EXERCISE OBJECTIVE =
Using the records that follow, count the lines containing the word "Option" and give that number only.

[Saved entries]
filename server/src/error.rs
//! Error types for the live-game server.

use crate::connection::ConnectionId;
use crate::session_store::SessionId;
use thiserror::Error;
use uuid::Uuid;

#[derive(Debug, Error, PartialEq, Eq)]
pub enum RegistryError {
    #[error("player name already taken: {0}")]
    DuplicateName(String),
    #[error("player not found: {0}")]
    PlayerNotFound(String),
}

#[derive(Debug, Error, PartialEq, Eq)]
pub enum SessionError {
    #[error("session not found: {0}")]
    NotFound(SessionId),
}

/// Failures of quiz evaluation. Display text is safe to show to players.
#[derive(Debug, Error, PartialEq, Eq)]
pub enum QuizError {
    #[error("Cannot find session")]
    SessionNotFound(SessionId),
    #[error("Session is expired")]
    SessionExpired(SessionId),
    #[error("Cannot find problem with Id {0}")]
    ProblemNotFound(Uuid),
}

#[derive(Debug, Error, PartialEq, Eq)]
pub enum ManagerError {
    #[error("connection {0} is already registered")]
    DuplicateConnection(ConnectionId),
    #[error("connection manager is not running")]
    Stopped,
}

/// Reasons a connection attempt is turned away. The display text becomes the
/// content of the error frame sent before the socket is closed.
#[derive(Debug, Error, PartialEq, Eq)]
pub enum AdmissionError {
    #[error("Invalid name")]
    InvalidName(String),
    #[error("Failed to add player to game store")]
    DuplicateName(String),
    #[error("Failed to register connection")]
    Registration(#[from] ManagerError),
}

#[derive(Debug, Error)]
pub enum TransportError {
    #[error("write timed out")]
    WriteTimeout,
    #[error("transport error: {0}")]
    Io(String),
}

#[derive(Debug, Error, PartialEq, Eq)]
pub enum ConfigError {
    #[error("outbound queue capacity must be at least 1")]
    ZeroCapacity,
    #[error("ping interval ({ping:?}) must be shorter than the idle timeout ({idle:?})")]
    PingSlowerThanIdle {
        ping: std::time::Duration,
        idle: std::time::Duration,
    },
    #[error("duration out of range: {0:?}")]
    DurationOutOfRange(std::time::Duration),
}

#[derive(Debug, Error)]
pub enum ServerError {
    #[error("I/O error: {0}")]
    Io(#[from] std::io::Error),
    #[error("WebSocket error: {0}")]
    WebSocket(#[from] tokio_tungstenite::tungstenite::Error),
    #[error("JSON error: {0}")]
    Json(#[from] serde_json::Error),
    #[error(transparent)]
    Config(#[from] ConfigError),
}
use std::fmt;

use serde::{Deserialize, Serialize};

use super::catalog::{DocumentKind, SequenceScope};

/// Human-readable document number such as `DP-2025-007` or `VA-0042`.
#[derive(Debug, Clone, PartialEq, Eq, Hash, Serialize, Deserialize)]
#[serde(transparent)]
pub struct FormCode(pub String);

impl FormCode {
    pub fn compose(kind: DocumentKind, year: i32, sequence: u32) -> Self {
        let spec = kind.spec();
        let code = match spec.sequence_scope {
            SequenceScope::PerYear => format!("{}-{year}-{sequence:03}", spec.prefix),
            SequenceScope::Global => format!("{}-{sequence:04}", spec.prefix),
        };
        Self(code)
    }

    pub fn as_str(&self) -> &str {
        &self.0
    }
}

impl fmt::Display for FormCode {
    fn fmt(&self, f: &mut fmt::Formatter<'_>) -> fmt::Result {
        f.write_str(&self.0)
    }
}

/// Counter a repository increments when allocating form codes.
#[derive(Debug, Clone, Copy, PartialEq, Eq, Hash, PartialOrd, Ord)]
pub struct SequenceKey {
    pub kind: DocumentKind,
    pub year: Option<i32>,
}

impl SequenceKey {
    pub fn for_document(kind: DocumentKind, year: i32) -> Self {
        let year = match kind.spec().sequence_scope {
            SequenceScope::PerYear => Some(year),
            SequenceScope::Global => None,
        };
        Self { kind, year }
    }
}

#[cfg(test)]
mod tests {
    use super::*;

    #[test]
    fn per_year_kinds_embed_the_year() {
        let code = FormCode::compose(DocumentKind::DrillPlan, 2025, 7);
        assert_eq!(code.as_str(), "DP-2025-007");
        assert_eq!(
            SequenceKey::for_document(DocumentKind::DrillPlan, 2025).year,
            Some(2025)
        );
    }

    #[test]
    fn global_kinds_share_one_sequence() {
        let code = FormCode::compose(DocumentKind::VendorApproval, 2025, 42);
        assert_eq!(code.to_string(), "VA-0042");
        assert_eq!(
            SequenceKey::for_document(DocumentKind::VendorApproval, 2024),
            SequenceKey::for_document(DocumentKind::VendorApproval, 2025)
        );
    }

    #[test]
    fn sequences_wider_than_the_padding_are_kept_whole() {
        let code = FormCode::compose(DocumentKind::NearMissReport, 2024, 1234);
        assert_eq!(code.as_str(), "NM-2024-1234");
    }
}
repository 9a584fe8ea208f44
use crate::config::ConfigError;
use crate::envelope;
use crate::telemetry::TelemetryError;
use crate::workflows::documents::{RevisionParseError, StorageError};
use axum::http::StatusCode;
use axum::response::{IntoResponse, Response};
use std::fmt;

#[derive(Debug)]
pub enum AppError {
    Config(ConfigError),
    Telemetry(TelemetryError),
    Io(std::io::Error),
    Server(axum::Error),
    Input(serde_json::Error),
    Revision(RevisionParseError),
    Storage(StorageError),
}

impl fmt::Display for AppError {
    fn fmt(&self, f: &mut fmt::Formatter<'_>) -> fmt::Result {
        match self {
            AppError::Config(err) => write!(f, "configuration error: {}", err),
            AppError::Telemetry(err) => write!(f, "telemetry error: {}", err),
            AppError::Io(err) => write!(f, "io error: {}", err),
            AppError::Server(err) => write!(f, "server error: {}", err),
            AppError::Input(err) => write!(f, "invalid input: {}", err),
            AppError::Revision(err) => write!(f, "invalid revision: {}", err),
            AppError::Storage(err) => write!(f, "storage error: {}", err),
        }
    }
}

impl std::error::Error for AppError {
    fn source(&self) -> Option<&(dyn std::error::Error + 'static)> {
        match self {
            AppError::Config(err) => Some(err),
            AppError::Telemetry(err) => Some(err),
            AppError::Io(err) => Some(err),
            AppError::Server(err) => Some(err),
            AppError::Input(err) => Some(err),
            AppError::Revision(err) => Some(err),
            AppError::Storage(err) => Some(err),
        }
    }
}

impl IntoResponse for AppError {
    fn into_response(self) -> Response {
        let status = match self {
            AppError::Input(_) | AppError::Revision(_) => StatusCode::BAD_REQUEST,
            AppError::Config(_)
            | AppError::Telemetry(_)
            | AppError::Io(_)
            | AppError::Server(_)
            | AppError::Storage(_) => StatusCode::INTERNAL_SERVER_ERROR,
        };

        if status.is_server_error() {
            tracing::error!(error = %self, "request failed");
        }
        envelope::failure(status, self.to_string())
    }
}

impl From<ConfigError> for AppError {
    fn from(value: ConfigError) -> Self {
        Self::Config(value)
    }
}

impl From<TelemetryError> for AppError {
    fn from(value: TelemetryError) -> Self {
        Self::Telemetry(value)
    }
}

impl From<std::io::Error> for AppError {
    fn from(value: std::io::Error) -> Self {
        Self::Io(value)
    }
}

impl From<axum::Error> for AppError {
    fn from(value: axum::Error) -> Self {
        Self::Server(value)
    }
}

impl From<serde_json::Error> for AppError {
    fn from(value: serde_json::Error) -> Self {
        Self::Input(value)
    }
}

impl From<RevisionParseError> for AppError {
    fn from(value: RevisionParseError) -> Self {
        Self::Revision(value)
    }
}

impl From<StorageError> for AppError {
    fn from(value: StorageError) -> Self {
        Self::Storage(value)
    }
}
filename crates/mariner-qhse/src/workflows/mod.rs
pub mod compatibility;
pub mod documents;
pub mod kpi;
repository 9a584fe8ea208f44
mod common;
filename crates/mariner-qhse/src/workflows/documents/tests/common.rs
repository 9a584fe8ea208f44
use std::collections::{BTreeMap, HashMap};
use std::sync::{Arc, Mutex};

use axum::http::StatusCode;
use axum::response::Response;
use chrono::{DateTime, NaiveDate, Utc};
use serde_json::{json, Map, Value};

use crate::workflows::documents::domain::{Attribution, DocumentId, DocumentRecord, NewDocument};
use crate::workflows::documents::form_code::SequenceKey;
use crate::workflows::documents::repository::{
    DocumentFilter, DocumentRepository, RepositoryError,
};
use crate::workflows::documents::storage::InMemoryObjectStore;
use crate::workflows::documents::upload::FileUpload;
use crate::workflows::documents::{
    document_router, DocumentKind, DocumentService, TransitionPolicy, WorkflowSettings,
};

pub(super) const BOUNDARY: &str = "mariner-test-boundary";

pub(super) type TestService = DocumentService<MemoryRepository, InMemoryObjectStore>;

#[derive(Default, Clone)]
pub(super) struct MemoryRepository {
    records: Arc<Mutex<HashMap<DocumentId, DocumentRecord>>>,
    sequences: Arc<Mutex<BTreeMap<SequenceKey, u32>>>,
    documents: Arc<Mutex<u64>>,
}

impl MemoryRepository {
    pub(super) fn len(&self) -> usize {
        self.records.lock().expect("repository mutex poisoned").len()
    }
}

impl DocumentRepository for MemoryRepository {
    fn insert(&self, record: DocumentRecord) -> Result<DocumentRecord, RepositoryError> {
        let mut guard = self.records.lock().expect("repository mutex poisoned");
        if guard.contains_key(&record.id) {
            return Err(RepositoryError::Conflict);
        }
        guard.insert(record.id.clone(), record.clone());
        Ok(record)
    }

    fn update(&self, record: DocumentRecord) -> Result<(), RepositoryError> {
        let mut guard = self.records.lock().expect("repository mutex poisoned");
        match guard.get_mut(&record.id) {
            Some(existing) => {
                *existing = record;
                Ok(())
            }
            None => Err(RepositoryError::NotFound),
        }
    }

    fn fetch(&self, id: &DocumentId) -> Result<Option<DocumentRecord>, RepositoryError> {
        let guard = self.records.lock().expect("repository mutex poisoned");
        Ok(guard.get(id).cloned())
    }

    fn remove(&self, id: &DocumentId) -> Result<Option<DocumentRecord>, RepositoryError> {
        let mut guard = self.records.lock().expect("repository mutex poisoned");
        Ok(guard.remove(id))
    }

    fn mark_superseded(
        &self,
        id: &DocumentId,
        successor: &DocumentId,
        at: DateTime<Utc>,
    ) -> Result<(), RepositoryError> {
        let mut guard = self.records.lock().expect("repository mutex poisoned");
        let record = guard.get_mut(id).ok_or(RepositoryError::NotFound)?;
        if record.superseded_by.is_some() {
            return Err(RepositoryError::Conflict);
        }
        record.superseded_by = Some(successor.clone());
        record.updated_at = at;
        Ok(())
    }

    fn list(&self, filter: &DocumentFilter) -> Result<Vec<DocumentRecord>, RepositoryError> {
        let guard = self.records.lock().expect("repository mutex poisoned");
        Ok(guard
            .values()
            .filter(|record| filter.matches(record))
            .cloned()
            .collect())
    }

    fn next_sequence(&self, key: SequenceKey) -> Result<u32, RepositoryError> {
        let mut guard = self.sequences.lock().expect("sequence mutex poisoned");
        let next = guard.entry(key).or_insert(0);
        *next += 1;
        Ok(*next)
    }

    fn next_document_number(&self) -> Result<u64, RepositoryError> {
        let mut guard = self.documents.lock().expect("document counter poisoned");
        *guard += 1;
        Ok(*guard)
    }
}

/// Accepts sequence allocation but refuses to persist anything.
pub(super) struct UnavailableRepository;

impl DocumentRepository for UnavailableRepository {
    fn insert(&self, _record: DocumentRecord) -> Result<DocumentRecord, RepositoryError> {
        Err(RepositoryError::Unavailable("database offline".to_string()))
    }

    fn update(&self, _record: DocumentRecord) -> Result<(), RepositoryError> {
        Err(RepositoryError::Unavailable("database offline".to_string()))
    }

    fn fetch(&self, _id: &DocumentId) -> Result<Option<DocumentRecord>, RepositoryError> {
        Err(RepositoryError::Unavailable("database offline".to_string()))
    }

    fn remove(&self, _id: &DocumentId) -> Result<Option<DocumentRecord>, RepositoryError> {
        Err(RepositoryError::Unavailable("database offline".to_string()))
    }

    fn mark_superseded(
        &self,
        _id: &DocumentId,
        _successor: &DocumentId,
        _at: DateTime<Utc>,
    ) -> Result<(), RepositoryError> {
        Err(RepositoryError::Unavailable("database offline".to_string()))
    }

    fn list(&self, _filter: &DocumentFilter) -> Result<Vec<DocumentRecord>, RepositoryError> {
        Err(RepositoryError::Unavailable("database offline".to_string()))
    }

    fn next_sequence(&self, _key: SequenceKey) -> Result<u32, RepositoryError> {
        Ok(1)
    }

    fn next_document_number(&self) -> Result<u64, RepositoryError> {
        Ok(1)
    }
}

/// Loses every supersession race: another writer always linked the revision first.
#[derive(Default, Clone)]
pub(super) struct OutpacedRepository {
    pub(super) inner: MemoryRepository,
}

impl DocumentRepository for OutpacedRepository {
    fn insert(&self, record: DocumentRecord) -> Result<DocumentRecord, RepositoryError> {
        self.inner.insert(record)
    }

    fn update(&self, record: DocumentRecord) -> Result<(), RepositoryError> {
        self.inner.update(record)
    }

    fn fetch(&self, id: &DocumentId) -> Result<Option<DocumentRecord>, RepositoryError> {
        self.inner.fetch(id)
    }

    fn remove(&self, id: &DocumentId) -> Result<Option<DocumentRecord>, RepositoryError> {
        self.inner.remove(id)
    }

    fn mark_superseded(
        &self,
        _id: &DocumentId,
        _successor: &DocumentId,
        _at: DateTime<Utc>,
    ) -> Result<(), RepositoryError> {
        Err(RepositoryError::Conflict)
    }

    fn list(&self, filter: &DocumentFilter) -> Result<Vec<DocumentRecord>, RepositoryError> {
        self.inner.list(filter)
    }

    fn next_sequence(&self, key: SequenceKey) -> Result<u32, RepositoryError> {
        self.inner.next_sequence(key)
    }

    fn next_document_number(&self) -> Result<u64, RepositoryError> {
        self.inner.next_document_number()
    }
}

pub(super) fn build_service() -> (TestService, MemoryRepository, InMemoryObjectStore) {
    build_service_with(TransitionPolicy::Strict)
}

pub(super) fn build_service_with(
    policy: TransitionPolicy,
) -> (TestService, MemoryRepository, InMemoryObjectStore) {
    let repository = MemoryRepository::default();
    let store = InMemoryObjectStore::default();
    let service = DocumentService::with_settings(
        Arc::new(repository.clone()),
        Arc::new(store.clone()),
        WorkflowSettings {
            transition_policy: policy,
            ..WorkflowSettings::default()
        },
    );
    (service, repository, store)
}

pub(super) fn drill_plan(year: i32) -> NewDocument {
    let mut details = Map::new();
    details.insert("vessel".to_string(), json!("MT Aurora"));
    details.insert("drill_type".to_string(), json!("Abandon ship"));

    NewDocument {
        kind: DocumentKind::DrillPlan,
        year,
        title: format!("{year} drill plan"),
        uploaded_by: Attribution::named("Chief Officer Lindqvist"),
        as_draft: false,
        details,
        effective_date: None,
        due_date: None,
        planned_date: NaiveDate::from_ymd_opt(year, 3, 15),
    }
}

pub(super) fn near_miss(year: i32) -> NewDocument {
    NewDocument {
        kind: DocumentKind::NearMissReport,
        title: "Gangway net missing at pilot ladder".to_string(),
        as_draft: false,
        planned_date: None,
        ..drill_plan(year)
    }
}

pub(super) fn audit(year: i32) -> NewDocument {
    NewDocument {
        kind: DocumentKind::InternalAudit,
        title: format!("{year} internal audit"),
        ..drill_plan(year)
    }
}

pub(super) fn pdf(name: &str) -> FileUpload {
    FileUpload::new(name, b"%PDF-1.7 sample".to_vec())
}

pub(super) fn multipart_body(metadata: &Value, file: Option<(&str, &[u8])>) -> Vec<u8> {
    let mut body = Vec::new();
    body.extend_from_slice(
        format!(
            "--{BOUNDARY}\r\nContent-Disposition: form-data; name=\"metadata\"\r\n\r\n{metadata}\r\n"
        )
        .as_bytes(),
    );
    if let Some((name, bytes)) = file {
        body.extend_from_slice(
            format!(
                "--{BOUNDARY}\r\nContent-Disposition: form-data; name=\"file\"; filename=\"{name}\"\r\nContent-Type: application/octet-stream\r\n\r\n"
            )
            .as_bytes(),
        );
        body.extend_from_slice(bytes);
        body.extend_from_slice(b"\r\n");
    }
    body.extend_from_slice(format!("--{BOUNDARY}--\r\n").as_bytes());
    body
}

pub(super) fn multipart_request(uri: &str, body: Vec<u8>) -> axum::http::Request<axum::body::Body> {
    axum::http::Request::post(uri)
        .header(
            axum::http::header::CONTENT_TYPE,
            format!("multipart/form-data; boundary={BOUNDARY}"),
        )
        .body(axum::body::Body::from(body))
        .expect("request builds")
}

pub(super) fn json_request(
    method: &str,
    uri: &str,
    payload: &Value,
) -> axum::http::Request<axum::body::Body> {
    axum::http::Request::builder()
        .method(method)
        .uri(uri)
        .header(axum::http::header::CONTENT_TYPE, "application/json")
        .body(axum::body::Body::from(
            serde_json::to_vec(payload).expect("payload serializes"),
        ))
        .expect("request builds")
}

pub(super) fn get_request(uri: &str) -> axum::http::Request<axum::body::Body> {
    axum::http::Request::get(uri)
        .body(axum::body::Body::empty())
        .expect("request builds")
}

pub(super) async fn read_json_body(response: Response) -> Value {
    let body = axum::body::to_bytes(response.into_body(), 1024 * 1024)
        .await
        .expect("read body");
    serde_json::from_slice(&body).expect("json payload")
}

pub(super) async fn assert_failure(response: Response, status: StatusCode) -> String {
    assert_eq!(response.status(), status);
    let payload = read_json_body(response).await;
    assert_eq!(payload["success"], json!(false));
    payload["error"].as_str().unwrap_or_default().to_string()
}

pub(super) fn router_with_service(service: TestService) -> axum::Router {
    document_router(Arc::new(service))
}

SOLUTION TO THE PROBLEM =
9